(Stored data entries)
......
//! JSON-RPC transport to a node or wallet bridge.
//!
//! Everything above this module talks to the chain through [`Provider`],
//! so tests can swap the HTTP transport for a scripted one.

use std::str::FromStr;
use std::sync::atomic::{AtomicU64, Ordering};
use std::time::Duration;

use allowlist_common::Address;
use alloy_primitives::{hex, Bytes, B256, U256};
use async_trait::async_trait;
use reqwest::Client;
use serde::{Deserialize, Serialize};
use serde_json::{json, Value};
use thiserror::Error;

/// EIP-1193: the user rejected the request in their wallet.
pub const USER_REJECTED: i64 = 4001;
/// EIP-3085: the wallet does not know the requested chain.
pub const UNRECOGNIZED_CHAIN: i64 = 4902;

#[derive(Debug, Error)]
pub enum RpcError {
    #[error("HTTP request failed: {0}")]
    Http(#[from] reqwest::Error),
    #[error("RPC error {code}: {message}")]
    Rpc {
        code: i64,
        message: String,
        data: Option<Value>,
    },
    #[error("Failed to parse response: {0}")]
    Parse(String),
    #[error("Connection failed: {0}")]
    Connection(String),
}

impl RpcError {
    pub fn code(&self) -> Option<i64> {
        match self {
            RpcError::Rpc { code, .. } => Some(*code),
            _ => None,
        }
    }

    /// Raw revert payload attached to an `eth_call`/`eth_estimateGas` failure.
    ///
    /// Nodes disagree on the shape: some put the hex string directly in
    /// `data`, others nest it one level down as `data.data`.
    pub fn revert_data(&self) -> Option<Bytes> {
        let RpcError::Rpc {
            data: Some(data), ..
        } = self
        else {
            return None;
        };

        let raw = match data {
            Value::String(s) => s.as_str(),
            Value::Object(map) => map.get("data")?.as_str()?,
            _ => return None,
        };
        Bytes::from_str(raw).ok()
    }
}

#[derive(Debug, Serialize)]
struct JsonRpcRequest<'a> {
    jsonrpc: &'static str,
    method: &'a str,
    params: Value,
    id: u64,
}

#[derive(Debug, Deserialize)]
struct JsonRpcResponse {
    #[serde(default)]
    result: Option<Value>,
    #[serde(default)]
    error: Option<JsonRpcErrorBody>,
}

#[derive(Debug, Deserialize)]
struct JsonRpcErrorBody {
    code: i64,
    message: String,
    #[serde(default)]
    data: Option<Value>,
}

/// A single `request(method, params)` entry point, the EIP-1193 shape.
#[async_trait]
pub trait Provider: Send + Sync {
    async fn request(&self, method: &str, params: Value) -> Result<Value, RpcError>;
}

/// JSON-RPC over HTTP.
pub struct HttpProvider {
    client: Client,
    url: String,
    request_id: AtomicU64,
}

impl HttpProvider {
    pub fn new(url: impl Into<String>) -> Result<Self, RpcError> {
        let client = Client::builder()
            .timeout(Duration::from_secs(30))
            .connect_timeout(Duration::from_secs(5))
            .build()?;

        Ok(Self {
            client,
            url: url.into(),
            request_id: AtomicU64::new(1),
        })
    }

    fn next_id(&self) -> u64 {
        self.request_id.fetch_add(1, Ordering::Relaxed)
    }
}

#[async_trait]
impl Provider for HttpProvider {
    async fn request(&self, method: &str, params: Value) -> Result<Value, RpcError> {
        let request = JsonRpcRequest {
            jsonrpc: "2.0",
            method,
            params,
            id: self.next_id(),
        };
        tracing::trace!("-> {} {}", request.method, request.params);

        let response = self
            .client
            .post(&self.url)
            .json(&request)
            .send()
            .await
            .map_err(|e| {
                if e.is_connect() {
                    RpcError::Connection(format!("Cannot connect to {}", self.url))
                } else {
                    RpcError::Http(e)
                }
            })?;

        let body: JsonRpcResponse = response
            .json()
            .await
            .map_err(|e| RpcError::Parse(e.to_string()))?;

        if let Some(error) = body.error {
            return Err(RpcError::Rpc {
                code: error.code,
                message: error.message,
                data: error.data,
            });
        }

        Ok(body.result.unwrap_or(Value::Null))
    }
}

/// Fields of an `eth_call` / `eth_estimateGas` / `eth_sendTransaction` object.
#[derive(Debug, Clone, Default, PartialEq, Eq)]
pub struct TransactionRequest {
    pub from: Option<Address>,
    pub to: Address,
    pub data: Bytes,
    pub value: Option<U256>,
    pub gas: Option<U256>,
}

impl TransactionRequest {
    pub fn to_json(&self) -> Value {
        let mut tx = json!({
            "to": self.to.to_lower_hex(),
            "data": hex::encode_prefixed(&self.data),
        });
        if let Some(from) = &self.from {
            tx["from"] = json!(from.to_lower_hex());
        }
        if let Some(value) = self.value {
            tx["value"] = json!(quantity_hex(value));
        }
        if let Some(gas) = self.gas {
            tx["gas"] = json!(quantity_hex(gas));
        }
        tx
    }
}

#[derive(Debug, Clone, PartialEq, Eq)]
pub struct TransactionReceipt {
    pub transaction_hash: B256,
    pub block_number: Option<u64>,
    pub gas_used: Option<U256>,
    pub success: bool,
}

impl TransactionReceipt {
    fn from_json(value: &Value) -> Result<Self, RpcError> {
        let transaction_hash = parse_hash(&value["transactionHash"])?;
        let block_number = match &value["blockNumber"] {
            Value::Null => None,
            other => Some(parse_u64(other)?),
        };
        let gas_used = match &value["gasUsed"] {
            Value::Null => None,
            other => Some(parse_quantity(other)?),
        };
        // Pre-Byzantium receipts carry no status; treat them as success.
        let success = match &value["status"] {
            Value::Null => true,
            other => parse_quantity(other)? != U256::ZERO,
        };

        Ok(Self {
            transaction_hash,
            block_number,
            gas_used,
            success,
        })
    }
}

pub fn quantity_hex(value: U256) -> String {
    format!("{value:#x}")
}

pub fn parse_quantity(value: &Value) -> Result<U256, RpcError> {
    let raw = value
        .as_str()
        .ok_or_else(|| RpcError::Parse(format!("expected hex quantity, got {value}")))?;
    let digits = raw.strip_prefix("0x").unwrap_or(raw);
    if digits.is_empty() {
        return Ok(U256::ZERO);
    }
    U256::from_str_radix(digits, 16)
        .map_err(|e| RpcError::Parse(format!("invalid quantity {raw}: {e}")))
}

pub fn parse_u64(value: &Value) -> Result<u64, RpcError> {
    let quantity = parse_quantity(value)?;
    u64::try_from(quantity).map_err(|_| RpcError::Parse(format!("quantity {quantity} overflows u64")))
}

fn parse_hash(value: &Value) -> Result<B256, RpcError> {
    let raw = value
        .as_str()
        .ok_or_else(|| RpcError::Parse(format!("expected 32-byte hash, got {value}")))?;
    B256::from_str(raw).map_err(|e| RpcError::Parse(format!("invalid hash {raw}: {e}")))
}

fn parse_accounts(value: &Value) -> Result<Vec<Address>, RpcError> {
    let list = value
        .as_array()
        .ok_or_else(|| RpcError::Parse(format!("expected account list, got {value}")))?;
    list.iter()
        .map(|item| {
            item.as_str()
                .and_then(|s| Address::parse_strict(s).ok())
                .ok_or_else(|| RpcError::Parse(format!("invalid account {item}")))
        })
        .collect()
}

/// Typed wrappers over the handful of `eth_*` / `wallet_*` methods in use.
#[async_trait]
pub trait EthApi: Provider {
    async fn chain_id(&self) -> Result<u64, RpcError> {
        let value = self.request("eth_chainId", json!([])).await?;
        parse_u64(&value)
    }

    async fn accounts(&self) -> Result<Vec<Address>, RpcError> {
        let value = self.request("eth_accounts", json!([])).await?;
        parse_accounts(&value)
    }

    async fn request_accounts(&self) -> Result<Vec<Address>, RpcError> {
        let value = self.request("eth_requestAccounts", json!([])).await?;
        parse_accounts(&value)
    }

    async fn balance(&self, account: &Address) -> Result<U256, RpcError> {
        let value = self
            .request("eth_getBalance", json!([account.to_lower_hex(), "latest"]))
            .await?;
        parse_quantity(&value)
    }

    async fn call(&self, tx: &TransactionRequest) -> Result<Bytes, RpcError> {
        let value = self.request("eth_call", json!([tx.to_json(), "latest"])).await?;
        let raw = value
            .as_str()
            .ok_or_else(|| RpcError::Parse(format!("expected call output, got {value}")))?;
        Bytes::from_str(raw).map_err(|e| RpcError::Parse(format!("invalid call output: {e}")))
    }

    async fn estimate_gas(&self, tx: &TransactionRequest) -> Result<U256, RpcError> {
        let value = self.request("eth_estimateGas", json!([tx.to_json()])).await?;
        parse_quantity(&value)
    }

    async fn send_transaction(&self, tx: &TransactionRequest) -> Result<B256, RpcError> {
        let value = self.request("eth_sendTransaction", json!([tx.to_json()])).await?;
        parse_hash(&value)
    }

    async fn transaction_receipt(&self, hash: B256) -> Result<Option<TransactionReceipt>, RpcError> {
        let value = self
            .request("eth_getTransactionReceipt", json!([hash.to_string()]))
            .await?;
        if value.is_null() {
            return Ok(None);
        }
        TransactionReceipt::from_json(&value).map(Some)
    }
}

impl<P: Provider + ?Sized> EthApi for P {}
......
→ **How to complete this task**
Reproduce the records above line by line, without any change, up to and including the line that holds "use allowlist_common::Address;".

→ **Solution**
//! JSON-RPC transport to a node or wallet bridge.
//!
//! Everything above this module talks to the chain through [`Provider`],
//! so tests can swap the HTTP transport for a scripted one.

use std::str::FromStr;
use std::sync::atomic::{AtomicU64, Ordering};
use std::time::Duration;

use allowlist_common::Address;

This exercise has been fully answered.